Collected data:
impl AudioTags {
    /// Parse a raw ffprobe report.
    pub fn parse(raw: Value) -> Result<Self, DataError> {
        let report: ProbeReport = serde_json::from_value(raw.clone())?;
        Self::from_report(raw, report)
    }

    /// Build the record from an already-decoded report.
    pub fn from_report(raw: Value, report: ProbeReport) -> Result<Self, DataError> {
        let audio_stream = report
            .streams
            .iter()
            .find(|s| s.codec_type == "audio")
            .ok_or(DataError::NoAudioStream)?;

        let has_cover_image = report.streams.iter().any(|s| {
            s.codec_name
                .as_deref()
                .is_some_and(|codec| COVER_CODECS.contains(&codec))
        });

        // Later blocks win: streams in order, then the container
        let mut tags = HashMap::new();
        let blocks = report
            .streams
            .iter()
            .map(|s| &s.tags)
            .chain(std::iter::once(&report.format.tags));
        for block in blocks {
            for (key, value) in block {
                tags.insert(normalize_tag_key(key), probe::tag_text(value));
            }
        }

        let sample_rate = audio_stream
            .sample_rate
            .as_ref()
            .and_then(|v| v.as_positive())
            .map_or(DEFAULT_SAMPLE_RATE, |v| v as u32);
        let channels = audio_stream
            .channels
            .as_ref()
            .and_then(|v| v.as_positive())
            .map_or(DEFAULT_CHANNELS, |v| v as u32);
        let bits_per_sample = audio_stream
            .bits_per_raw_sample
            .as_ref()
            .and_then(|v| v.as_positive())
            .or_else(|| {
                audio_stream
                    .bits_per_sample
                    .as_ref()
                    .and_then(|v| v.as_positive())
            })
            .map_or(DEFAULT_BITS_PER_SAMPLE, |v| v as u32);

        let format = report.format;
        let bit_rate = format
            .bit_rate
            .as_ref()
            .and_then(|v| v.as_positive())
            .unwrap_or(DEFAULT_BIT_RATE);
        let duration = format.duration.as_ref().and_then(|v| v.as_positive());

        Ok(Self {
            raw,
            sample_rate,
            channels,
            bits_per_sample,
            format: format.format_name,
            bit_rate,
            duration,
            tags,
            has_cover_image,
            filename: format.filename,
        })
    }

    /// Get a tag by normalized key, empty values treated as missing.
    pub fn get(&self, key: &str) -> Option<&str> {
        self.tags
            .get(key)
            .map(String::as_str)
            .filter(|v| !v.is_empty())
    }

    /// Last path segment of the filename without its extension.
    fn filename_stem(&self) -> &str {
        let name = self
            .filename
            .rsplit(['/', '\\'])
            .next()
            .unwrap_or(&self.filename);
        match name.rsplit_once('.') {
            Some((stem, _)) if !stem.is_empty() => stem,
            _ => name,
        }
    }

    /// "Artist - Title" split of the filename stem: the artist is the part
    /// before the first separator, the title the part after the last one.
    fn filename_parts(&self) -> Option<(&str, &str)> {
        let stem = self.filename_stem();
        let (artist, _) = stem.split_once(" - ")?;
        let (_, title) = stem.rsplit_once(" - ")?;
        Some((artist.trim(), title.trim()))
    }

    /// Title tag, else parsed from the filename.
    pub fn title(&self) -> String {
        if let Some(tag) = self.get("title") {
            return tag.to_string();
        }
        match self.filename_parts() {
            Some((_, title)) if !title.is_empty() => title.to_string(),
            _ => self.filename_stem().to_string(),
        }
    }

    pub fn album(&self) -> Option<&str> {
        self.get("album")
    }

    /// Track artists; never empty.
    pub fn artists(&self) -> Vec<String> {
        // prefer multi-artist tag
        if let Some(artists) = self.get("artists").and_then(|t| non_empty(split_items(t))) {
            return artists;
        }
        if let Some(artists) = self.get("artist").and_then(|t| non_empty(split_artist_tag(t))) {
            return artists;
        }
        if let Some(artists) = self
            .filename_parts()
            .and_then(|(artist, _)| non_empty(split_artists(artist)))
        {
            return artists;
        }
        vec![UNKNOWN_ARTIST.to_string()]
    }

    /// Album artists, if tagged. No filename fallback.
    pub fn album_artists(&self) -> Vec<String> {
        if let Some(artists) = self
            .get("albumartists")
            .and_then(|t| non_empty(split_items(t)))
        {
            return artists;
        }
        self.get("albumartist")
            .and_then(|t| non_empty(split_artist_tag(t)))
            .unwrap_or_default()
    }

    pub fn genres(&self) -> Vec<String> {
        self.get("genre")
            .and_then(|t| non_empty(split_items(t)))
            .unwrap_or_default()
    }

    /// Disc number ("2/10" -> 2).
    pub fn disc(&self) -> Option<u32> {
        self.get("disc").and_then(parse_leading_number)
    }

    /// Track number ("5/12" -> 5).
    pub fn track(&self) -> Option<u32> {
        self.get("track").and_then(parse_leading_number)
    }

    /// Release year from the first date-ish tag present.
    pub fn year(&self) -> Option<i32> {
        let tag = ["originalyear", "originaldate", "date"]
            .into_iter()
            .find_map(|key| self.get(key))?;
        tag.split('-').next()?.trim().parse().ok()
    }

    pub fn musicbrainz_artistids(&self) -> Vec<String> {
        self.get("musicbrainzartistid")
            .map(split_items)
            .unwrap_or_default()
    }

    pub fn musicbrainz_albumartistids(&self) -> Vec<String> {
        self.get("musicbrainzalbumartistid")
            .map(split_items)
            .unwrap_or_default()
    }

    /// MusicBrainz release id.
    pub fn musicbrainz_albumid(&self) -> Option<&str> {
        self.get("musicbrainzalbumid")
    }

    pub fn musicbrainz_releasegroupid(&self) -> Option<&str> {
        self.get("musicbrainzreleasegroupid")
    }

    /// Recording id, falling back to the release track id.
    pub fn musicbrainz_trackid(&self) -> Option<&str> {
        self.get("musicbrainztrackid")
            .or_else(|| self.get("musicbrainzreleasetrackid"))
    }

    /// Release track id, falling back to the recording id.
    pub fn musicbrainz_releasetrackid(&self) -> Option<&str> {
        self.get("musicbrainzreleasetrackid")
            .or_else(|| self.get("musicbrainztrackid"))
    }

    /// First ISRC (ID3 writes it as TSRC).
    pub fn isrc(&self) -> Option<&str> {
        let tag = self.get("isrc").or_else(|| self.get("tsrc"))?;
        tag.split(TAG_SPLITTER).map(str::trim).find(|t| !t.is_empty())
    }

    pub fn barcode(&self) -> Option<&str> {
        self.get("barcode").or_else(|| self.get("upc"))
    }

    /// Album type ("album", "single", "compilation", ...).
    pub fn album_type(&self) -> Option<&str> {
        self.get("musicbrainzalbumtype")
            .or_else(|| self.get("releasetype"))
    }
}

§ **Directions**
The response must restate every entry word for word.

§ **Written solution**
impl AudioTags {
    /// Parse a raw ffprobe report.
    pub fn parse(raw: Value) -> Result<Self, DataError> {
        let report: ProbeReport = serde_json::from_value(raw.clone())?;
        Self::from_report(raw, report)
    }

    /// Build the record from an already-decoded report.
    pub fn from_report(raw: Value, report: ProbeReport) -> Result<Self, DataError> {
        let audio_stream = report
            .streams
            .iter()
            .find(|s| s.codec_type == "audio")
            .ok_or(DataError::NoAudioStream)?;

        let has_cover_image = report.streams.iter().any(|s| {
            s.codec_name
                .as_deref()
                .is_some_and(|codec| COVER_CODECS.contains(&codec))
        });

        // Later blocks win: streams in order, then the container
        let mut tags = HashMap::new();
        let blocks = report
            .streams
            .iter()
            .map(|s| &s.tags)
            .chain(std::iter::once(&report.format.tags));
        for block in blocks {
            for (key, value) in block {
                tags.insert(normalize_tag_key(key), probe::tag_text(value));
            }
        }

        let sample_rate = audio_stream
            .sample_rate
            .as_ref()
            .and_then(|v| v.as_positive())
            .map_or(DEFAULT_SAMPLE_RATE, |v| v as u32);
        let channels = audio_stream
            .channels
            .as_ref()
            .and_then(|v| v.as_positive())
            .map_or(DEFAULT_CHANNELS, |v| v as u32);
        let bits_per_sample = audio_stream
            .bits_per_raw_sample
            .as_ref()
            .and_then(|v| v.as_positive())
            .or_else(|| {
                audio_stream
                    .bits_per_sample
                    .as_ref()
                    .and_then(|v| v.as_positive())
            })
            .map_or(DEFAULT_BITS_PER_SAMPLE, |v| v as u32);

        let format = report.format;
        let bit_rate = format
            .bit_rate
            .as_ref()
            .and_then(|v| v.as_positive())
            .unwrap_or(DEFAULT_BIT_RATE);
        let duration = format.duration.as_ref().and_then(|v| v.as_positive());

        Ok(Self {
            raw,
            sample_rate,
            channels,
            bits_per_sample,
            format: format.format_name,
            bit_rate,
            duration,
            tags,
            has_cover_image,
            filename: format.filename,
        })
    }

    /// Get a tag by normalized key, empty values treated as missing.
    pub fn get(&self, key: &str) -> Option<&str> {
        self.tags
            .get(key)
            .map(String::as_str)
            .filter(|v| !v.is_empty())
    }

    /// Last path segment of the filename without its extension.
    fn filename_stem(&self) -> &str {
        let name = self
            .filename
            .rsplit(['/', '\\'])
            .next()
            .unwrap_or(&self.filename);
        match name.rsplit_once('.') {
            Some((stem, _)) if !stem.is_empty() => stem,
            _ => name,
        }
    }

    /// "Artist - Title" split of the filename stem: the artist is the part
    /// before the first separator, the title the part after the last one.
    fn filename_parts(&self) -> Option<(&str, &str)> {
        let stem = self.filename_stem();
        let (artist, _) = stem.split_once(" - ")?;
        let (_, title) = stem.rsplit_once(" - ")?;
        Some((artist.trim(), title.trim()))
    }

    /// Title tag, else parsed from the filename.
    pub fn title(&self) -> String {
        if let Some(tag) = self.get("title") {
            return tag.to_string();
        }
        match self.filename_parts() {
            Some((_, title)) if !title.is_empty() => title.to_string(),
            _ => self.filename_stem().to_string(),
        }
    }

    pub fn album(&self) -> Option<&str> {
        self.get("album")
    }

    /// Track artists; never empty.
    pub fn artists(&self) -> Vec<String> {
        // prefer multi-artist tag
        if let Some(artists) = self.get("artists").and_then(|t| non_empty(split_items(t))) {
            return artists;
        }
        if let Some(artists) = self.get("artist").and_then(|t| non_empty(split_artist_tag(t))) {
            return artists;
        }
        if let Some(artists) = self
            .filename_parts()
            .and_then(|(artist, _)| non_empty(split_artists(artist)))
        {
            return artists;
        }
        vec![UNKNOWN_ARTIST.to_string()]
    }

    /// Album artists, if tagged. No filename fallback.
    pub fn album_artists(&self) -> Vec<String> {
        if let Some(artists) = self
            .get("albumartists")
            .and_then(|t| non_empty(split_items(t)))
        {
            return artists;
        }
        self.get("albumartist")
            .and_then(|t| non_empty(split_artist_tag(t)))
            .unwrap_or_default()
    }

    pub fn genres(&self) -> Vec<String> {
        self.get("genre")
            .and_then(|t| non_empty(split_items(t)))
            .unwrap_or_default()
    }

    /// Disc number ("2/10" -> 2).
    pub fn disc(&self) -> Option<u32> {
        self.get("disc").and_then(parse_leading_number)
    }

    /// Track number ("5/12" -> 5).
    pub fn track(&self) -> Option<u32> {
        self.get("track").and_then(parse_leading_number)
    }

    /// Release year from the first date-ish tag present.
    pub fn year(&self) -> Option<i32> {
        let tag = ["originalyear", "originaldate", "date"]
            .into_iter()
            .find_map(|key| self.get(key))?;
        tag.split('-').next()?.trim().parse().ok()
    }

    pub fn musicbrainz_artistids(&self) -> Vec<String> {
        self.get("musicbrainzartistid")
            .map(split_items)
            .unwrap_or_default()
    }

    pub fn musicbrainz_albumartistids(&self) -> Vec<String> {
        self.get("musicbrainzalbumartistid")
            .map(split_items)
            .unwrap_or_default()
    }

    /// MusicBrainz release id.
    pub fn musicbrainz_albumid(&self) -> Option<&str> {
        self.get("musicbrainzalbumid")
    }

    pub fn musicbrainz_releasegroupid(&self) -> Option<&str> {
        self.get("musicbrainzreleasegroupid")
    }

    /// Recording id, falling back to the release track id.
    pub fn musicbrainz_trackid(&self) -> Option<&str> {
        self.get("musicbrainztrackid")
            .or_else(|| self.get("musicbrainzreleasetrackid"))
    }

    /// Release track id, falling back to the recording id.
    pub fn musicbrainz_releasetrackid(&self) -> Option<&str> {
        self.get("musicbrainzreleasetrackid")
            .or_else(|| self.get("musicbrainztrackid"))
    }

    /// First ISRC (ID3 writes it as TSRC).
    pub fn isrc(&self) -> Option<&str> {
        let tag = self.get("isrc").or_else(|| self.get("tsrc"))?;
        tag.split(TAG_SPLITTER).map(str::trim).find(|t| !t.is_empty())
    }

    pub fn barcode(&self) -> Option<&str> {
        self.get("barcode").or_else(|| self.get("upc"))
    }

    /// Album type ("album", "single", "compilation", ...).
    pub fn album_type(&self) -> Option<&str> {
        self.get("musicbrainzalbumtype")
            .or_else(|| self.get("releasetype"))
    }
}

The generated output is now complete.